Provided records below:

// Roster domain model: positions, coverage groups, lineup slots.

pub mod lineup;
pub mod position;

End of Provided records.
Provided records below:

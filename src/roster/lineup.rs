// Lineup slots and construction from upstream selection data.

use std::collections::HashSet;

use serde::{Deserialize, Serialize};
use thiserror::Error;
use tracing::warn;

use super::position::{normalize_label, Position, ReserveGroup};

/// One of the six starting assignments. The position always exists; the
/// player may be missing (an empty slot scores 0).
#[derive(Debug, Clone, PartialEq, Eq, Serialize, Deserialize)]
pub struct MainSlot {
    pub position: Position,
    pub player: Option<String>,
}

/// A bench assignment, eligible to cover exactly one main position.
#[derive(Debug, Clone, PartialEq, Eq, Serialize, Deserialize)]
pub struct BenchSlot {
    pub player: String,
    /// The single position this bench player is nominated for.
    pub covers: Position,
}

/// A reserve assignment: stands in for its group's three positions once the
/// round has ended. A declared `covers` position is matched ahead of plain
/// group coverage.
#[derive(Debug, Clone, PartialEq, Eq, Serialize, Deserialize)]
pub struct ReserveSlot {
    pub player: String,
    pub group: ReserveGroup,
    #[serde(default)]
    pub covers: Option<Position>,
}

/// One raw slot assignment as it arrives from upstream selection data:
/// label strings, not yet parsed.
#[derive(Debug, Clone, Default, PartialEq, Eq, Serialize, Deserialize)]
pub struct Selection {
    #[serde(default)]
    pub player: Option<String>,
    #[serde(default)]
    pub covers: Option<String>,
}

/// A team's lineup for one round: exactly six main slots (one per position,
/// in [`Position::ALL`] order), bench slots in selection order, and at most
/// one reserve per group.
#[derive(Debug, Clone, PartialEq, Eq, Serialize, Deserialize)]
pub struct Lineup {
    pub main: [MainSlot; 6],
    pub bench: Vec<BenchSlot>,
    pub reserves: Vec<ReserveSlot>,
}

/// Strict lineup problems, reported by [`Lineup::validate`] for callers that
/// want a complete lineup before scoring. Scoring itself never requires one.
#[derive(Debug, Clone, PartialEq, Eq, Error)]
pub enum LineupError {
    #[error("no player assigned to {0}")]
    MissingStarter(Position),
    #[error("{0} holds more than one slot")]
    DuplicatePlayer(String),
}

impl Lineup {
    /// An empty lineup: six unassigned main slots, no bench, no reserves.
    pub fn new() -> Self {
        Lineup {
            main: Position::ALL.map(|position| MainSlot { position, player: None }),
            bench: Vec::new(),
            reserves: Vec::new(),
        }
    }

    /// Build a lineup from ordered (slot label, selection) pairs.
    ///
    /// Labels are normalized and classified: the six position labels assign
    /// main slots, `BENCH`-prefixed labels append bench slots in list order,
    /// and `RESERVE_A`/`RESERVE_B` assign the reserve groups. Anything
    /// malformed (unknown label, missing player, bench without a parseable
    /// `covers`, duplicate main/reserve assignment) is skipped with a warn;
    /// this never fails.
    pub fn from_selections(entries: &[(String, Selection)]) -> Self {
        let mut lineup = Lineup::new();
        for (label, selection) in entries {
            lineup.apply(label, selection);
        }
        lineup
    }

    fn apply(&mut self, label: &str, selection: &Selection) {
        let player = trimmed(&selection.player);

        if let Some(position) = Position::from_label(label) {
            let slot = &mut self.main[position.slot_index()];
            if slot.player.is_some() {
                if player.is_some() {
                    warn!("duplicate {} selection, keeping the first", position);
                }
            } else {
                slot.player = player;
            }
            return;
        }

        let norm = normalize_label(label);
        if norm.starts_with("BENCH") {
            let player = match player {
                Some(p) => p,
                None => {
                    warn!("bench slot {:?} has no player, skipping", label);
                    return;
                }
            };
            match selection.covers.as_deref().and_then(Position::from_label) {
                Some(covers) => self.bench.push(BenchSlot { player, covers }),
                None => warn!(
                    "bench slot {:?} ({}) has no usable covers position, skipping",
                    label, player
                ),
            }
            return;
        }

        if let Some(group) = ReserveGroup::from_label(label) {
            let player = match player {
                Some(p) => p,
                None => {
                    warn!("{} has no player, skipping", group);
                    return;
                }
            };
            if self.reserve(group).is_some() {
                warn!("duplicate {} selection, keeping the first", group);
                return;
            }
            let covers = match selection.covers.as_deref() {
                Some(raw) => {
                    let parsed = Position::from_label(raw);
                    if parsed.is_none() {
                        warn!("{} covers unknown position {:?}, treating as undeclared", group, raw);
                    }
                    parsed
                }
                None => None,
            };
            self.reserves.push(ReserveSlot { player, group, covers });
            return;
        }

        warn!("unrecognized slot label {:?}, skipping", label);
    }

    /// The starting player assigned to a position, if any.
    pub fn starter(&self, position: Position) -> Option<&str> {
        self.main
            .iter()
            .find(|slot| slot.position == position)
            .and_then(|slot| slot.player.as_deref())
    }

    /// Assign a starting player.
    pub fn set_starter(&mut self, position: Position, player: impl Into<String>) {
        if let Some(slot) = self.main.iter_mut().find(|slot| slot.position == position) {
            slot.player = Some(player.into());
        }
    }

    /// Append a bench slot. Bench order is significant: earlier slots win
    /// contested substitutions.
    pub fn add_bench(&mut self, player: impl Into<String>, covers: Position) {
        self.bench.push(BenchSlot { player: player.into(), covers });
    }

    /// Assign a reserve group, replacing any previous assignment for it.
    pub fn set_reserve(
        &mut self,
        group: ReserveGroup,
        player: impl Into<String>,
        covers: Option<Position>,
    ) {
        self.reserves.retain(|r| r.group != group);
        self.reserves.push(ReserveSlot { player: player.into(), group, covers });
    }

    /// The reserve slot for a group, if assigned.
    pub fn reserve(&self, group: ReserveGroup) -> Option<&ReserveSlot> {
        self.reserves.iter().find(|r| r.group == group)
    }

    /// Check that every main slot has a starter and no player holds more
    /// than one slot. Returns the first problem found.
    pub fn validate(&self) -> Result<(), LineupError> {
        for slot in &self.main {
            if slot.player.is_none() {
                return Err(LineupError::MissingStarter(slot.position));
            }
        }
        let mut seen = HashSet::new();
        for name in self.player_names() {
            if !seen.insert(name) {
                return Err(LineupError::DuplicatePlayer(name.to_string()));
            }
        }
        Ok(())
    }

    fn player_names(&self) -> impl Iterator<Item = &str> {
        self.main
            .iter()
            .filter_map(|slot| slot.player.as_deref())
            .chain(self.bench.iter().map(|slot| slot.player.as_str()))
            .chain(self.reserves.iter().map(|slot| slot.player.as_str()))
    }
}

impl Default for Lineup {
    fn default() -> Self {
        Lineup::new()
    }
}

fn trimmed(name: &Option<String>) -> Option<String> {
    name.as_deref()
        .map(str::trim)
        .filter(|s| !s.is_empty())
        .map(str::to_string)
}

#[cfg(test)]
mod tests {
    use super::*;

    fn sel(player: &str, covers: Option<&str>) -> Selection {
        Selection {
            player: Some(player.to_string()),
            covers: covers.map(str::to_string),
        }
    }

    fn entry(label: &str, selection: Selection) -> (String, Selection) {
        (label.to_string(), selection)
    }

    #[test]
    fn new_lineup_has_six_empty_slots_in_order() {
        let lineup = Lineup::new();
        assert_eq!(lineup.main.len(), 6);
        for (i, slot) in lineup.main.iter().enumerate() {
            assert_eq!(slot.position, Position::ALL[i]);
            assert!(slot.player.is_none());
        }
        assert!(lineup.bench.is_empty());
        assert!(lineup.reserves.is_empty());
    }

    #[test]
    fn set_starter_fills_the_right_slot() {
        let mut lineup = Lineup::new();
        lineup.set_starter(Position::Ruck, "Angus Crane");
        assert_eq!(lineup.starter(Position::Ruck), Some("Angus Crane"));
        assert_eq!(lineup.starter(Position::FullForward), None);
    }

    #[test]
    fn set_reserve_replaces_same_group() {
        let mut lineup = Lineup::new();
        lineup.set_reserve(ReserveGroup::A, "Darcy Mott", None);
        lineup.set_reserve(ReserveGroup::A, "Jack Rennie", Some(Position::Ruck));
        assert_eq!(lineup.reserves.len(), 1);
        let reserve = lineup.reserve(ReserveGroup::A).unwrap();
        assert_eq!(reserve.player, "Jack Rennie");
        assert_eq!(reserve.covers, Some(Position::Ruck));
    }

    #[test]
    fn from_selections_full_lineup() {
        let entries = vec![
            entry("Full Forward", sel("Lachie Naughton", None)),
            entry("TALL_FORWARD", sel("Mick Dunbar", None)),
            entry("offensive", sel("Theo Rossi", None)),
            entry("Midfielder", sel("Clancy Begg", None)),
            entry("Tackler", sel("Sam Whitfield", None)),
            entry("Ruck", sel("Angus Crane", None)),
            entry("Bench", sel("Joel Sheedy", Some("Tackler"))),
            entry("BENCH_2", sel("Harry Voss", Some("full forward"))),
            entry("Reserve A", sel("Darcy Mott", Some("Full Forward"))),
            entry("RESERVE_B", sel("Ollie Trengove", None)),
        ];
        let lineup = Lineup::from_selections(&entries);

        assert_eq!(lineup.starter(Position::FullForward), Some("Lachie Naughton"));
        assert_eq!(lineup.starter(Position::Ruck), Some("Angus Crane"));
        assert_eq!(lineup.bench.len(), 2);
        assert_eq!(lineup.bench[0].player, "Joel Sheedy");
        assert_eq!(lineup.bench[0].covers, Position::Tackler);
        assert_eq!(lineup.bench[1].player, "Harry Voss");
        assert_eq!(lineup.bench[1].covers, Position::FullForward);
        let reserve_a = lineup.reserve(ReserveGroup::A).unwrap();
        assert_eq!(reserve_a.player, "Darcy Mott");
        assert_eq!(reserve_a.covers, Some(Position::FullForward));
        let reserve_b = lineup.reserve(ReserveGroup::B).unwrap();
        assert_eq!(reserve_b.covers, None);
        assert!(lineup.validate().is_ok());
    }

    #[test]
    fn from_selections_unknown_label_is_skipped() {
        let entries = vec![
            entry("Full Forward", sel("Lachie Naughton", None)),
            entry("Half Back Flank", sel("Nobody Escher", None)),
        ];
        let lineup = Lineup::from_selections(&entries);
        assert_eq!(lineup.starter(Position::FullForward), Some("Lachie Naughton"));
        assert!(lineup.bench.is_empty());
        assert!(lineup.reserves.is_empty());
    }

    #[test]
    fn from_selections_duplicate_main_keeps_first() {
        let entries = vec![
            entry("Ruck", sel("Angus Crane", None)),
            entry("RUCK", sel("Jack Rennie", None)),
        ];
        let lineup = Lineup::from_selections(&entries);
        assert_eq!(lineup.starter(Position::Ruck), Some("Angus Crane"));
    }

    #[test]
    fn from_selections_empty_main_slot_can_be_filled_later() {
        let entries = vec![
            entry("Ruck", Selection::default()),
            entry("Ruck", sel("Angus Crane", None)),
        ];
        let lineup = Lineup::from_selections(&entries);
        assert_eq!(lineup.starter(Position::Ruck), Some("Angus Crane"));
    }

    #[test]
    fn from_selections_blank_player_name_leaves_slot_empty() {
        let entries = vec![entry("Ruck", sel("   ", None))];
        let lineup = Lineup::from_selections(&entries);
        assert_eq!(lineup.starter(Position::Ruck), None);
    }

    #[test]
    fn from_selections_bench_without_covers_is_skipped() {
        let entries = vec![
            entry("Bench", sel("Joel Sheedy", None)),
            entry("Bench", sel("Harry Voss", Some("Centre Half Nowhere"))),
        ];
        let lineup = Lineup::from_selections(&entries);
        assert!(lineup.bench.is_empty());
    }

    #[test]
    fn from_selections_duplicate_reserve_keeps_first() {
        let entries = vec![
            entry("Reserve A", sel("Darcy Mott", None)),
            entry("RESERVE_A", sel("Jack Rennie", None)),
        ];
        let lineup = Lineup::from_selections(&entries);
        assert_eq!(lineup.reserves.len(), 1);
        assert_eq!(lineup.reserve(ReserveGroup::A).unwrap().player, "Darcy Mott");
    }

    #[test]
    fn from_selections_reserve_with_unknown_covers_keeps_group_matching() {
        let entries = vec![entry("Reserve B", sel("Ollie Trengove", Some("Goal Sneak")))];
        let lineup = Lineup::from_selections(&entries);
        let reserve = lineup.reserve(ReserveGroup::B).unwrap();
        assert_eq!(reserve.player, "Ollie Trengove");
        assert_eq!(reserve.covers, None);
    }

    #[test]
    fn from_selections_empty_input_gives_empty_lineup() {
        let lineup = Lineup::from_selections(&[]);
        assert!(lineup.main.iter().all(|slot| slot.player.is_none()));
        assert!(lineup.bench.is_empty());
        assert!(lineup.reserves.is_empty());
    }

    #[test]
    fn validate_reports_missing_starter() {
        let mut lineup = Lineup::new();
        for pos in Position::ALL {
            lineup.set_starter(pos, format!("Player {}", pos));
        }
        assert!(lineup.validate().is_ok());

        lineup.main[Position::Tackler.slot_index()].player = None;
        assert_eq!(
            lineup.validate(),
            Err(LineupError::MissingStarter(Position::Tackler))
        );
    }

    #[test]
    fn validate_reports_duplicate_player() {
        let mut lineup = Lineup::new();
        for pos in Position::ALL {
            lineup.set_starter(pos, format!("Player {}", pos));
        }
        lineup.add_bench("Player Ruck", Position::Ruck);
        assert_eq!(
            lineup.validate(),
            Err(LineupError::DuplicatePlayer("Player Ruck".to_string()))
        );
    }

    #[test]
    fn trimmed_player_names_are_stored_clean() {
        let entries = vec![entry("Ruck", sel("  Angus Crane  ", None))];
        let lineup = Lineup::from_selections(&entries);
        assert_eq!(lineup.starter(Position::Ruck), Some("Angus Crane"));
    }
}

End of Provided records.

Show the lines from the data above that contain the string "Jack".

        lineup.set_reserve(ReserveGroup::A, "Jack Rennie", Some(Position::Ruck));
        assert_eq!(reserve.player, "Jack Rennie");
            entry("RUCK", sel("Jack Rennie", None)),
            entry("RESERVE_A", sel("Jack Rennie", None)),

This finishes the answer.